#### Material provided ####

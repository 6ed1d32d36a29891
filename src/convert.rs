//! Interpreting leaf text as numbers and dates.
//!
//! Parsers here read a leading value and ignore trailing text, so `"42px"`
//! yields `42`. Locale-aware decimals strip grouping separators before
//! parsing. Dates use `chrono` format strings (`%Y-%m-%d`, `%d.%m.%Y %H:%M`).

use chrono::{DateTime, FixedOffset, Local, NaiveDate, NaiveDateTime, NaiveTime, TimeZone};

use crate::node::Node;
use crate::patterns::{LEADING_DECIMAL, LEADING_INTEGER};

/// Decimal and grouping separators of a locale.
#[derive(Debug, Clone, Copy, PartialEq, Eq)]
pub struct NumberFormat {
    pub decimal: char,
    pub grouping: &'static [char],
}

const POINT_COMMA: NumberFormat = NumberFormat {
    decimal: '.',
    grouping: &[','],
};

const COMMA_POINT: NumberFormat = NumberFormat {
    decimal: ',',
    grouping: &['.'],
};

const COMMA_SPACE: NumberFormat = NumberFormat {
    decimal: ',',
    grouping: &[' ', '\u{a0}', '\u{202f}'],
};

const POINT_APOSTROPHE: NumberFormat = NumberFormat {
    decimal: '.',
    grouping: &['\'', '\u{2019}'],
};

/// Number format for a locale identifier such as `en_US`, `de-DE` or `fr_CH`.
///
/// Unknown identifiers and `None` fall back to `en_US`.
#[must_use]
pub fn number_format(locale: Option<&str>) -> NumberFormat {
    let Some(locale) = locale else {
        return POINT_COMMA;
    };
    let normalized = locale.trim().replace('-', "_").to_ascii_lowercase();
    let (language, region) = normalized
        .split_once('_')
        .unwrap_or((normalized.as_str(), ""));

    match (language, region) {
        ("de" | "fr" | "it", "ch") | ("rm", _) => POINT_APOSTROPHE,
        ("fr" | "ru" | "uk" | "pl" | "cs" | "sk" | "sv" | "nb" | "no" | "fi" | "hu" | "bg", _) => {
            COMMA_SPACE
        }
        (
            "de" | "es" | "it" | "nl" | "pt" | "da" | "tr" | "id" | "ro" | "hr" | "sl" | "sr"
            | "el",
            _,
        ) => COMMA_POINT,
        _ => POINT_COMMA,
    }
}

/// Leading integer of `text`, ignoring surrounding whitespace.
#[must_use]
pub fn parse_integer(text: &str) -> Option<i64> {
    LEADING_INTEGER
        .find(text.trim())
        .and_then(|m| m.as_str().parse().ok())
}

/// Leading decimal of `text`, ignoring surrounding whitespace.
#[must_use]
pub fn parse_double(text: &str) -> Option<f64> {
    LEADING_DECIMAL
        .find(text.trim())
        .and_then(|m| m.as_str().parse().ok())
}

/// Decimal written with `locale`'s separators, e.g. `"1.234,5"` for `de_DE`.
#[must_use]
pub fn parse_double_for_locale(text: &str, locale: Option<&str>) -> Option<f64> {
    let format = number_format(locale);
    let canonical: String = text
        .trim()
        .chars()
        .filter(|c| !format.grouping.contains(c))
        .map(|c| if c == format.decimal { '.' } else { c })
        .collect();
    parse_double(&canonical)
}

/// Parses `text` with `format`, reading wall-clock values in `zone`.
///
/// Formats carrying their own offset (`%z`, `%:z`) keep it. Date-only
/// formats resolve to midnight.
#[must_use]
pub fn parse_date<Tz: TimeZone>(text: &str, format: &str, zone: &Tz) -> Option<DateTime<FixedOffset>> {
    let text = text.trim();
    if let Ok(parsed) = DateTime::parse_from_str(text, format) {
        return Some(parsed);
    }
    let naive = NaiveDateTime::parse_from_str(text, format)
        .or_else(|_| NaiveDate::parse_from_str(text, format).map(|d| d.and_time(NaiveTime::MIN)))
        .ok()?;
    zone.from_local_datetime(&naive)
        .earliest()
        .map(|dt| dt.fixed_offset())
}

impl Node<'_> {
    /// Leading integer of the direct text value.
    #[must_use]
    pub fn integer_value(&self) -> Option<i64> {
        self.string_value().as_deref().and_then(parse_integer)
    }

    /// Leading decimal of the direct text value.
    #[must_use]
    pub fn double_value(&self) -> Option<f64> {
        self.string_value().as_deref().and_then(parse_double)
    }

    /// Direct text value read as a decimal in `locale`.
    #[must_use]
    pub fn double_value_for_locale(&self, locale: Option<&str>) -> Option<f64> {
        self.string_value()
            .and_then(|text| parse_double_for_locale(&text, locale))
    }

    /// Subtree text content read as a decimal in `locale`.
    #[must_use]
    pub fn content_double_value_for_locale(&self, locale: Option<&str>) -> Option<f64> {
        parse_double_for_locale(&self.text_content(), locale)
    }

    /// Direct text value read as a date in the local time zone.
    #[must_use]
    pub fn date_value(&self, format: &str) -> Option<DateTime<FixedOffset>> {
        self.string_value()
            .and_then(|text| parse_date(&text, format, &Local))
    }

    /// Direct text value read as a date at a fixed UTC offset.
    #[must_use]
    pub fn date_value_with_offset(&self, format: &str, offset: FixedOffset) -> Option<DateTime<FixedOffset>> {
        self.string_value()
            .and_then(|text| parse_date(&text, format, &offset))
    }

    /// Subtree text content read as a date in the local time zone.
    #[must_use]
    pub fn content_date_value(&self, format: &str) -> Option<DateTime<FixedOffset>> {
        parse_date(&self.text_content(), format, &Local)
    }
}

####
#### Material provided ####

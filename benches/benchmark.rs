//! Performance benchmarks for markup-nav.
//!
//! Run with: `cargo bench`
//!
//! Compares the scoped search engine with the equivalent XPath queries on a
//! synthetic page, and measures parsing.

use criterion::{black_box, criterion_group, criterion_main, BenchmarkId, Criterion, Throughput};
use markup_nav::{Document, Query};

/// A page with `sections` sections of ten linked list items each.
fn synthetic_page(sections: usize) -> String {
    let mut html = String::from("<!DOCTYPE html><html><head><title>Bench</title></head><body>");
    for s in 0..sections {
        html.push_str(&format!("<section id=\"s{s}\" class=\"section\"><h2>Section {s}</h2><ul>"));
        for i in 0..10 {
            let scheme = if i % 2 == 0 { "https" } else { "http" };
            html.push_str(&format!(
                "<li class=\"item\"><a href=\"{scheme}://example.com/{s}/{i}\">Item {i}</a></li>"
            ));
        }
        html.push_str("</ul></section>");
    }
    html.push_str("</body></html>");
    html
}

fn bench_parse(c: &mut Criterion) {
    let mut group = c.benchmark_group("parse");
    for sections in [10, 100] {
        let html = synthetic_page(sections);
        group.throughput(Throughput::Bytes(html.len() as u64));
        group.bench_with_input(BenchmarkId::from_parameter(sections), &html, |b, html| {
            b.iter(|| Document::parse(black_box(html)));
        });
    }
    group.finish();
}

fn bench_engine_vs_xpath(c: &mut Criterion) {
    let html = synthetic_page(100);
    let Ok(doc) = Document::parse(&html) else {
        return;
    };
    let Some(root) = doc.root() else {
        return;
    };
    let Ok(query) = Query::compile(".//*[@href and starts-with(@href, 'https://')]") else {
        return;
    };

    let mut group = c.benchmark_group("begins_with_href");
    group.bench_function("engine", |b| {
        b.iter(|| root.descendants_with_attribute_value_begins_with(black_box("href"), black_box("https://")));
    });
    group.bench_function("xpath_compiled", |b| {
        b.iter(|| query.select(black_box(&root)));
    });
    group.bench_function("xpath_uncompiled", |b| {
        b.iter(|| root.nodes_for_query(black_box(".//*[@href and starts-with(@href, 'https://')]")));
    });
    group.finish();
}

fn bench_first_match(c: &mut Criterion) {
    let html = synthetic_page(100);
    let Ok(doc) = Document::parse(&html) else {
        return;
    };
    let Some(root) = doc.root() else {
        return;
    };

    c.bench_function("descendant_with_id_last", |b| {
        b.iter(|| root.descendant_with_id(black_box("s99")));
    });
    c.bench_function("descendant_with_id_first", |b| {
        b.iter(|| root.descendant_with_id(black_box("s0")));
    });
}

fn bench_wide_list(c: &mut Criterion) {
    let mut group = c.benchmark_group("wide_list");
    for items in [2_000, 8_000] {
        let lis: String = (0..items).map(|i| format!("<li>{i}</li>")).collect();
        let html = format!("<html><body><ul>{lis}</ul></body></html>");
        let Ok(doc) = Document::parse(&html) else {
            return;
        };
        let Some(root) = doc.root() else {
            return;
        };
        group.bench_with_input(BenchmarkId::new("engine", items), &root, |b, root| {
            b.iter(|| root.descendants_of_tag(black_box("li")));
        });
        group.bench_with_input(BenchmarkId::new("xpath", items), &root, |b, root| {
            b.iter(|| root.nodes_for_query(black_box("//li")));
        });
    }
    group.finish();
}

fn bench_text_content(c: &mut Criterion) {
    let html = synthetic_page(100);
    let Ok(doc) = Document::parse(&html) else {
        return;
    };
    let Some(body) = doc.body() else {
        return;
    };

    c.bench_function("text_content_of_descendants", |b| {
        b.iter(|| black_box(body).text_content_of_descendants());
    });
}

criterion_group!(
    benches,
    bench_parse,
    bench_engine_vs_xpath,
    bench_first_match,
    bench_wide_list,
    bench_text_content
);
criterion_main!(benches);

####

What to produce:
What lines of the preceding data include the string "whitespace"? Pull them out.

Completed task:
/// Leading integer of `text`, ignoring surrounding whitespace.
/// Leading decimal of `text`, ignoring surrounding whitespace.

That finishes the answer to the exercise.